Pipelines are usually used to transport liquid hydrocarbons due to the fact that they are considered one of the safest ways to achieve this task. Despite this fact the US DOT have reported 149 incidents until May 2014, totaling 6,296 net lost bbl. Some of these spills represent serious environmental damage such as the one at Michigan on August 2010, leaving 16 miles of Kalamazoo river polluted; and the one that took place at North Dakota on September 2013 affecting 30,000 m

^{2}of soil.

In countries characterized by a reach biodiversity, not just locally but globally important ecosystems can be lost or seriously damaged. The spill at Monagas Venezuela on February 2012 affecting more than 200 species, 4 of them endemic is a clear example.

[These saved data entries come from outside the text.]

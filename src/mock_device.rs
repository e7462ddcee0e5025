use crate::device_client::{Credentials, DeviceClient, DeviceInfo, RawSnapshot};
use async_trait::async_trait;
use std::collections::VecDeque;
use std::sync::{Arc, Mutex};

#[derive(Default)]
struct MockState {
    queued: VecDeque<anyhow::Result<RawSnapshot>>,
    steady: Option<RawSnapshot>,
    fail_fetch: bool,
    fail_login: bool,
    fail_reboot: bool,
    panic_on_fetch: bool,
    logged_in: bool,
    info: DeviceInfo,
    last_credentials: Option<Credentials>,
    login_calls: u32,
    fetch_calls: u32,
    reboot_calls: u32,
    sync_time_calls: u32,
}

/// Scriptable device shared between a test and the engine that polls it.
#[derive(Clone, Default)]
pub struct MockDevice {
    state: Arc<Mutex<MockState>>,
}

impl MockDevice {
    pub fn new() -> Self {
        Self::default()
    }

    pub fn boxed(&self) -> Box<dyn DeviceClient> {
        Box::new(self.clone())
    }

    fn with<R>(&self, f: impl FnOnce(&mut MockState) -> R) -> R {
        f(&mut self.state.lock().unwrap())
    }

    pub fn push_snapshot(&self, raw: RawSnapshot) {
        self.with(|s| s.queued.push_back(Ok(raw)));
    }

    pub fn push_fetch_error(&self, message: &'static str) {
        self.with(|s| s.queued.push_back(Err(anyhow::anyhow!(message))));
    }

    /// Serves `raw` on every unscripted fetch, advancing its clock and counters.
    pub fn set_steady(&self, raw: RawSnapshot) {
        self.with(|s| s.steady = Some(raw));
    }

    pub fn set_fail_fetch(&self, fail: bool) {
        self.with(|s| s.fail_fetch = fail);
    }

    pub fn set_fail_login(&self, fail: bool) {
        self.with(|s| s.fail_login = fail);
    }

    pub fn set_fail_reboot(&self, fail: bool) {
        self.with(|s| s.fail_reboot = fail);
    }

    pub fn set_panic_on_fetch(&self, panic: bool) {
        self.with(|s| s.panic_on_fetch = panic);
    }

    pub fn set_info(&self, info: DeviceInfo) {
        self.with(|s| s.info = info);
    }

    pub fn drop_session(&self) {
        self.with(|s| s.logged_in = false);
    }

    pub fn last_credentials(&self) -> Option<Credentials> {
        self.with(|s| s.last_credentials.clone())
    }

    pub fn login_calls(&self) -> u32 {
        self.with(|s| s.login_calls)
    }

    pub fn fetch_calls(&self) -> u32 {
        self.with(|s| s.fetch_calls)
    }

    pub fn reboot_calls(&self) -> u32 {
        self.with(|s| s.reboot_calls)
    }

    pub fn sync_time_calls(&self) -> u32 {
        self.with(|s| s.sync_time_calls)
    }
}

#[async_trait]
impl DeviceClient for MockDevice {
    async fn login(&mut self, credentials: &Credentials) -> anyhow::Result<()> {
        self.with(|s| {
            s.login_calls += 1;
            s.last_credentials = Some(credentials.clone());
            if s.fail_login {
                s.logged_in = false;
                anyhow::bail!("wrong password");
            }
            s.logged_in = true;
            Ok(())
        })
    }

    fn logged_in(&self) -> bool {
        self.with(|s| s.logged_in)
    }

    async fn fetch_advanced_status(&mut self) -> anyhow::Result<RawSnapshot> {
        let panic = self.with(|s| {
            s.fetch_calls += 1;
            s.panic_on_fetch
        });
        if panic {
            panic!("device returned garbage");
        }
        self.with(|s| {
            if let Some(result) = s.queued.pop_front() {
                return result;
            }
            if s.fail_fetch {
                anyhow::bail!("connection refused");
            }
            match s.steady.as_mut() {
                Some(steady) => {
                    let current = steady.clone();
                    steady.timestamp += 10;
                    steady.cumulative_energy += 0.01;
                    Ok(current)
                }
                None => anyhow::bail!("no reading available"),
            }
        })
    }

    async fn reboot(&mut self) -> anyhow::Result<()> {
        self.with(|s| {
            s.reboot_calls += 1;
            if s.fail_reboot {
                anyhow::bail!("reboot refused");
            }
            s.logged_in = false;
            Ok(())
        })
    }

    async fn sync_time(&mut self) -> anyhow::Result<()> {
        self.with(|s| s.sync_time_calls += 1);
        Ok(())
    }

    fn info(&self) -> DeviceInfo {
        self.with(|s| s.info.clone())
    }
}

In order to minimize the consequences and thus the risk, pipelines have shutdown systems involving sectionalizing valves for mitigation; making the number and location of equipment imperative in the design and management of the pipeline; especially for areas where topography characteristics are a main variables due to mountain conditions and ecological importance.

To do so some researches have proposed optimizations based on the minimization of spilled volume or the minimization of costs associated to environmental impact by optimizing the number or the location of valves. This poses an alternative way of sectioning, which supports the standards and recommended practices on industry; for example 16 km is the maximum distance between valves proposed by the National Association of Pipeline Safety Representatives on the United States.

This project has as output the optimal sectioning; both number and location of valves for liquid hydrocarbon transport pipelines, the optimization is divided on two stages: volume minimization and the incorporation of environmental vulnerability of the area. Both stages are programmed on Java generating a computational tool.

Stage one (volume minimization) include the operational variables of the pipeline and the characteristics of the topography, so the volume can be divided on: static and dynamic volume. The calculation associated to the static spilled volume is achieved by the hydrostatic forces on the pipeline associated to topography characteristics coupled with a source model. The selection of the number and location of valves is based on the minimal spilled volume after the location of the valves by a linear optimization algorithm using flow on networks. The algorithm consist on the division of the pipeline by* i* nodes, each one associated with a maximum spilled volume (*max V _{i}*), the algorithm founds the network composed by the nodes with the minimum sum of maximum volumes.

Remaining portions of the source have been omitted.